▼
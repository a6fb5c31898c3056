use axum::{
    http::StatusCode,
    response::{IntoResponse, Response},
    Json,
};
use sea_orm::DbErr;
use serde_json::json;
use thiserror::Error;
use tracing::error;

/// Errors raised by the service layer. `NoMapping` is deliberately absent:
/// an item whose SKU has no product row surfaces as a partial-fulfillment
/// remainder on its allocation, not as an error.
#[derive(Error, Debug)]
pub enum ServiceError {
    #[error("database error: {0}")]
    DatabaseError(#[from] DbErr),

    #[error("not found: {0}")]
    NotFound(String),

    #[error("policy error: {0}")]
    PolicyError(String),

    #[error("capacity exhausted: {0}")]
    CapacityExhausted(String),

    #[error("conflict: {0}")]
    Conflict(String),

    #[error("forbidden: {0}")]
    Forbidden(String),

    #[error("validation error: {0}")]
    ValidationError(String),

    #[error("internal error: {0}")]
    InternalError(String),
}

impl ServiceError {
    pub fn db_error(e: DbErr) -> Self {
        ServiceError::DatabaseError(e)
    }
}

/// HTTP-boundary error. Services never construct this directly; handlers
/// convert via `From<ServiceError>`.
#[derive(Error, Debug)]
pub enum ApiError {
    #[error("Bad Request: {0}")]
    BadRequest(String),

    #[error("Unauthorized")]
    Unauthorized,

    #[error("Forbidden: {0}")]
    Forbidden(String),

    #[error("Not Found: {0}")]
    NotFound(String),

    #[error("Conflict: {0}")]
    Conflict(String),

    #[error("Unprocessable Entity: {0}")]
    UnprocessableEntity(String),

    #[error("Internal Server Error")]
    InternalServerError,
}

impl From<ServiceError> for ApiError {
    fn from(err: ServiceError) -> Self {
        match err {
            ServiceError::NotFound(msg) => ApiError::NotFound(msg),
            ServiceError::Forbidden(msg) => ApiError::Forbidden(msg),
            ServiceError::Conflict(msg) => ApiError::Conflict(msg),
            ServiceError::ValidationError(msg) => ApiError::BadRequest(msg),
            ServiceError::PolicyError(msg) | ServiceError::CapacityExhausted(msg) => {
                ApiError::UnprocessableEntity(msg)
            }
            ServiceError::DatabaseError(e) => {
                error!(error = %e, "database error reached the HTTP boundary");
                ApiError::InternalServerError
            }
            ServiceError::InternalError(msg) => {
                error!(error = %msg, "internal error reached the HTTP boundary");
                ApiError::InternalServerError
            }
        }
    }
}

impl ApiError {
    fn status_code(&self) -> StatusCode {
        match self {
            ApiError::BadRequest(_) => StatusCode::BAD_REQUEST,
            ApiError::Unauthorized => StatusCode::UNAUTHORIZED,
            ApiError::Forbidden(_) => StatusCode::FORBIDDEN,
            ApiError::NotFound(_) => StatusCode::NOT_FOUND,
            ApiError::Conflict(_) => StatusCode::CONFLICT,
            ApiError::UnprocessableEntity(_) => StatusCode::UNPROCESSABLE_ENTITY,
            ApiError::InternalServerError => StatusCode::INTERNAL_SERVER_ERROR,
        }
    }
}

impl IntoResponse for ApiError {
    fn into_response(self) -> Response {
        let status = self.status_code();
        let body = Json(json!({ "error": self.to_string() }));
        (status, body).into_response()
    }
}

#[cfg(test)]
mod tests {
    use super::*;

    #[test]
    fn service_errors_map_to_expected_status_codes() {
        let cases: Vec<(ServiceError, StatusCode)> = vec![
            (
                ServiceError::NotFound("route 9".into()),
                StatusCode::NOT_FOUND,
            ),
            (
                ServiceError::Forbidden("not your route".into()),
                StatusCode::FORBIDDEN,
            ),
            (
                ServiceError::PolicyError("no business day".into()),
                StatusCode::UNPROCESSABLE_ENTITY,
            ),
            (
                ServiceError::CapacityExhausted("buyer 3".into()),
                StatusCode::UNPROCESSABLE_ENTITY,
            ),
            (
                ServiceError::Conflict("plan already running".into()),
                StatusCode::CONFLICT,
            ),
            (
                ServiceError::ValidationError("quantity".into()),
                StatusCode::BAD_REQUEST,
            ),
        ];

        for (service_err, expected) in cases {
            let api_err: ApiError = service_err.into();
            assert_eq!(api_err.status_code(), expected);
        }
    }
}
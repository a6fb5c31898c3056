use std::sync::Arc;

use axum::{
    extract::{Query, State},
    response::IntoResponse,
    routing::{get, post},
    Json, Router,
};
use sea_orm::{ColumnTrait, EntityTrait, QueryFilter, QueryOrder, QuerySelect, TransactionTrait};
use serde::Deserialize;
use serde_json::json;

use crate::{
    auth::AuthenticatedStaff,
    entities::purchase_failure::{self, Entity as PurchaseFailureEntity, FailureType},
    errors::{ApiError, ServiceError},
    handlers::common::{created_response, ok_response},
    services::execution::{self, FailureReport},
    AppState,
};

/// POST /failures — record an observed purchase failure.
async fn record_failure(
    State(state): State<Arc<AppState>>,
    _staff: AuthenticatedStaff,
    Json(report): Json<FailureReport>,
) -> Result<impl IntoResponse, ApiError> {
    let item_id = report.item_id;
    let store_id = report.store_id;

    let txn = state
        .db
        .begin()
        .await
        .map_err(|e| ApiError::from(ServiceError::from(e)))?;
    let failure_id = execution::record_failure(&txn, report).await?;
    txn.commit()
        .await
        .map_err(|e| ApiError::from(ServiceError::from(e)))?;

    state
        .events
        .send(crate::events::Event::PurchaseFailureRecorded {
            failure_id,
            item_id,
            store_id,
        })
        .await;

    Ok(created_response(json!({
        "message": "購入失敗を記録しました",
        "failure_id": failure_id,
    })))
}

#[derive(Debug, Deserialize)]
struct FailureListQuery {
    failure_type: Option<FailureType>,
    #[serde(default)]
    skip: u64,
    limit: Option<u64>,
}

/// GET /failures?failure_type=
async fn list_failures(
    State(state): State<Arc<AppState>>,
    _staff: AuthenticatedStaff,
    Query(query): Query<FailureListQuery>,
) -> Result<impl IntoResponse, ApiError> {
    let mut find = PurchaseFailureEntity::find();
    if let Some(failure_type) = query.failure_type {
        find = find.filter(purchase_failure::Column::FailureType.eq(failure_type));
    }

    let failures = find
        .order_by_desc(purchase_failure::Column::FailureDate)
        .offset(query.skip)
        .limit(query.limit.unwrap_or(50))
        .all(&*state.db)
        .await
        .map_err(|e| ApiError::from(ServiceError::from(e)))?;

    Ok(ok_response(failures))
}

pub fn failure_routes() -> Router<Arc<AppState>> {
    Router::new().route("/", post(record_failure).get(list_failures))
}
/// Generate (or regenerate) the optimized route for one buyer's purchase
/// list. Returns `None` when the list is empty.
#[instrument(skip(conn, policy))]
pub async fn optimize_for_staff<C: ConnectionTrait>(
    conn: &C,
    policy: &PlanningPolicy,
    office: Coordinates,
    staff_id: i32,
    date: NaiveDate,
) -> Result<Option<i32>, ServiceError> {
    let buyer = StaffEntity::find_by_id(staff_id)
        .one(conn)
        .await?
        .ok_or_else(|| ServiceError::NotFound("スタッフが見つかりません".to_string()))?;

    let Some(list) = PurchaseListEntity::find()
        .filter(purchase_list::Column::StaffId.eq(staff_id))
        .filter(purchase_list::Column::PurchaseDate.eq(date))
        .one(conn)
        .await?
    else {
        return Ok(None);
    };

    let tasks = PurchaseListItemEntity::find()
        .filter(purchase_list_item::Column::ListId.eq(list.list_id))
        .all(conn)
        .await?;
    if tasks.is_empty() {
        return Ok(None);
    }

    // Aggregate tasks per distinct store.
    let store_ids: Vec<i32> = tasks
        .iter()
        .map(|t| t.store_id)
        .collect::<HashSet<_>>()
        .into_iter()
        .collect();
    let stores: HashMap<i32, store::Model> = StoreEntity::find()
        .filter(store::Column::StoreId.is_in(store_ids.clone()))
        .all(conn)
        .await?
        .into_iter()
        .map(|s| (s.store_id, s))
        .collect();

    let mut candidates: Vec<StopCandidate> = Vec::new();
    for store_id in &store_ids {
        let store_tasks: Vec<&purchase_list_item::Model> =
            tasks.iter().filter(|t| t.store_id == *store_id).collect();
        let store_row = stores.get(store_id);
        let mut item_ids: Vec<i32> = store_tasks.iter().map(|t| t.item_id).collect();
        item_ids.sort_unstable();
        item_ids.dedup();

        candidates.push(StopCandidate {
            store_id: *store_id,
            coords: store_row
                .and_then(|s| Coordinates::from_decimals(s.latitude, s.longitude)),
            task_count: store_tasks.len() as i64,
            total_quantity: store_tasks
                .iter()
                .map(|t| i64::from(t.quantity_to_purchase))
                .sum(),
            opening: store_row
                .and_then(|s| s.opening_hours.as_ref())
                .and_then(|h| opening_window(h, date.weekday())),
            item_ids,
        });
    }
    // Deterministic input order so equal-distance choices never depend on
    // hash iteration.
    candidates.sort_by_key(|c| c.store_id);

    let start = Coordinates::from_decimals(buyer.start_location_lat, buyer.start_location_lng)
        .unwrap_or(office);

    let dist = DistanceLookup::new(distance_matrix::submatrix(conn, &store_ids).await?);

    let seeded = nearest_neighbor(start, candidates, &dist);
    let mut ordered = two_opt(start, seeded, &dist);
    if policy.optimization_priority == OptimizationPriority::Speed {
        ordered = reorder_for_opening_hours(start, date, ordered, &dist);
    }
    let schedule = simulate_schedule(start, date, &ordered, &dist);

    let now = jst_now();
    let route_model = RouteEntity::find()
        .filter(route::Column::ListId.eq(list.list_id))
        .one(conn)
        .await?;

    let route_id = match route_model {
        Some(existing) => {
            // Regeneration keeps the row so execution references stay valid.
            RouteStopEntity::delete_many()
                .filter(route_stop::Column::RouteId.eq(existing.route_id))
                .exec(conn)
                .await?;

            let route_id = existing.route_id;
            let mut active: route::ActiveModel = existing.into();
            active.status = Set(RouteStatus::NotStarted);
            active.route_date = Set(date);
            active.start_location_lat = Set(buyer.start_location_lat);
            active.start_location_lng = Set(buyer.start_location_lng);
            active.total_distance_km = Set(Some(
                Decimal::from_f64(schedule.total_distance_km)
                    .unwrap_or_default()
                    .round_dp(2),
            ));
            active.estimated_time_minutes = Set(Some(schedule.total_minutes as i32));
            active.include_return = Set(policy.include_return);
            active.updated_at = Set(Some(now));
            active.update(conn).await?;
            route_id
        }
        None => {
            let active = route::ActiveModel {
                list_id: Set(list.list_id),
                staff_id: Set(staff_id),
                route_date: Set(date),
                status: Set(RouteStatus::NotStarted),
                total_distance_km: Set(Some(
                    Decimal::from_f64(schedule.total_distance_km)
                        .unwrap_or_default()
                        .round_dp(2),
                )),
                estimated_time_minutes: Set(Some(schedule.total_minutes as i32)),
                start_location_lat: Set(buyer.start_location_lat),
                start_location_lng: Set(buyer.start_location_lng),
                include_return: Set(policy.include_return),
                created_at: Set(now),
                updated_at: Set(None),
                ..Default::default()
            };
            active.insert(conn).await?.route_id
        }
    };

    for (idx, stop) in ordered.iter().enumerate() {
        let stop_model = route_stop::ActiveModel {
            route_id: Set(route_id),
            store_id: Set(stop.store_id),
            stop_sequence: Set(idx as i32 + 1),
            estimated_arrival: Set(Some(schedule.arrivals[idx])),
            actual_arrival: Set(None),
            actual_departure: Set(None),
            items_to_purchase: Set(Some(json!(stop.item_ids))),
            items_count: Set(stop.total_quantity as i32),
            status: Set(StopStatus::Pending),
            ..Default::default()
        };
        stop_model.insert(conn).await?;
    }

    let mut list_model: purchase_list::ActiveModel = list.clone().into();
    list_model.status = Set(ListStatus::Assigned);
    list_model.updated_at = Set(Some(now));
    list_model.update(conn).await?;

    // Orders already assigned move to in_progress now that a route exists.
    let list_item_ids: Vec<i32> = tasks.iter().map(|t| t.item_id).collect();
    let order_ids: Vec<i32> = OrderItemEntity::find()
        .filter(order_item::Column::ItemId.is_in(list_item_ids))
        .all(conn)
        .await?
        .into_iter()
        .map(|i| i.order_id)
        .collect::<HashSet<_>>()
        .into_iter()
        .collect();
    let owning_orders = OrderEntity::find()
        .filter(order::Column::OrderId.is_in(order_ids))
        .filter(order::Column::Status.eq(OrderStatus::Assigned))
        .all(conn)
        .await?;
    for owning in owning_orders {
        let mut active: order::ActiveModel = owning.into();
        active.status = Set(OrderStatus::InProgress);
        active.updated_at = Set(Some(now));
        active.update(conn).await?;
    }

    info!(
        staff_id,
        %date,
        route_id,
        stops = ordered.len(),
        distance_km = schedule.total_distance_km,
        "route generated"
    );

    Ok(Some(route_id))
}
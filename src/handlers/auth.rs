use std::sync::Arc;

use axum::{extract::State, response::IntoResponse, routing::post, Json, Router};
use sea_orm::{ColumnTrait, EntityTrait, QueryFilter};
use serde::Deserialize;
use serde_json::json;
use tracing::info;
use validator::Validate;

use crate::{
    entities::staff::{self, Entity as StaffEntity},
    errors::{ApiError, ServiceError},
    handlers::common::{ok_response, validate_input},
    AppState,
};

#[derive(Debug, Deserialize, Validate)]
struct LoginRequest {
    #[validate(email(message = "valid email required"))]
    email: String,
    #[validate(length(min = 1, message = "password required"))]
    password: String,
}

/// POST /auth/login — issue a JWT for an active staff member.
async fn login(
    State(state): State<Arc<AppState>>,
    Json(request): Json<LoginRequest>,
) -> Result<impl IntoResponse, ApiError> {
    validate_input(&request)?;

    let staff_row = StaffEntity::find()
        .filter(staff::Column::Email.eq(request.email.clone()))
        .filter(staff::Column::IsActive.eq(true))
        .one(&*state.db)
        .await
        .map_err(|e| ApiError::from(ServiceError::from(e)))?
        .ok_or(ApiError::Unauthorized)?;

    if !state
        .auth
        .verify_password(&request.password, &staff_row.password_hash)
    {
        return Err(ApiError::Unauthorized);
    }

    let token = state.auth.issue_token(staff_row.staff_id, staff_row.role)?;
    info!(staff_id = staff_row.staff_id, "staff logged in");

    Ok(ok_response(json!({
        "token": token,
        "staff_id": staff_row.staff_id,
        "staff_name": staff_row.staff_name,
        "role": staff_row.role,
    })))
}

pub fn auth_routes() -> Router<Arc<AppState>> {
    Router::new().route("/login", post(login))
}
use chrono::NaiveDateTime;
use sea_orm::entity::prelude::*;
use serde::{Deserialize, Serialize};

#[derive(
    Debug,
    Clone,
    Copy,
    PartialEq,
    Eq,
    EnumIter,
    DeriveActiveEnum,
    Serialize,
    Deserialize,
    strum::Display,
)]
#[sea_orm(rs_type = "String", db_type = "String(StringLen::None)")]
#[serde(rename_all = "snake_case")]
#[strum(serialize_all = "snake_case")]
pub enum StopStatus {
    #[sea_orm(string_value = "pending")]
    Pending,
    #[sea_orm(string_value = "current")]
    Current,
    #[sea_orm(string_value = "completed")]
    Completed,
    #[sea_orm(string_value = "skipped")]
    Skipped,
}

/// One store visit within a route. `stop_sequence` is 1-based and dense.
/// `items_to_purchase` holds the covered order item ids as a JSON array;
/// `items_count` is the total quantity to buy at the stop.
#[derive(Clone, Debug, PartialEq, Eq, DeriveEntityModel, Serialize, Deserialize)]
#[sea_orm(table_name = "route_stops")]
pub struct Model {
    #[sea_orm(primary_key)]
    pub stop_id: i32,
    pub route_id: i32,
    pub store_id: i32,
    pub stop_sequence: i32,
    pub estimated_arrival: Option<NaiveDateTime>,
    pub actual_arrival: Option<NaiveDateTime>,
    pub actual_departure: Option<NaiveDateTime>,
    pub items_to_purchase: Option<Json>,
    pub items_count: i32,
    pub status: StopStatus,
}

#[derive(Copy, Clone, Debug, EnumIter, DeriveRelation)]
pub enum Relation {
    #[sea_orm(
        belongs_to = "super::route::Entity",
        from = "Column::RouteId",
        to = "super::route::Column::RouteId"
    )]
    Route,
    #[sea_orm(
        belongs_to = "super::store::Entity",
        from = "Column::StoreId",
        to = "super::store::Column::StoreId"
    )]
    Store,
}

impl Related<super::route::Entity> for Entity {
    fn to() -> RelationDef {
        Relation::Route.def()
    }
}

impl Related<super::store::Entity> for Entity {
    fn to() -> RelationDef {
        Relation::Store.def()
    }
}

impl ActiveModelBehavior for ActiveModel {}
▲
ABOUT THIS TASK = Throughout the material above, find each line with "email" and return it.

SOLUTION TO THIS EXERCISE =
    #[validate(email(message = "valid email required"))]
    email: String,
        .filter(staff::Column::Email.eq(request.email.clone()))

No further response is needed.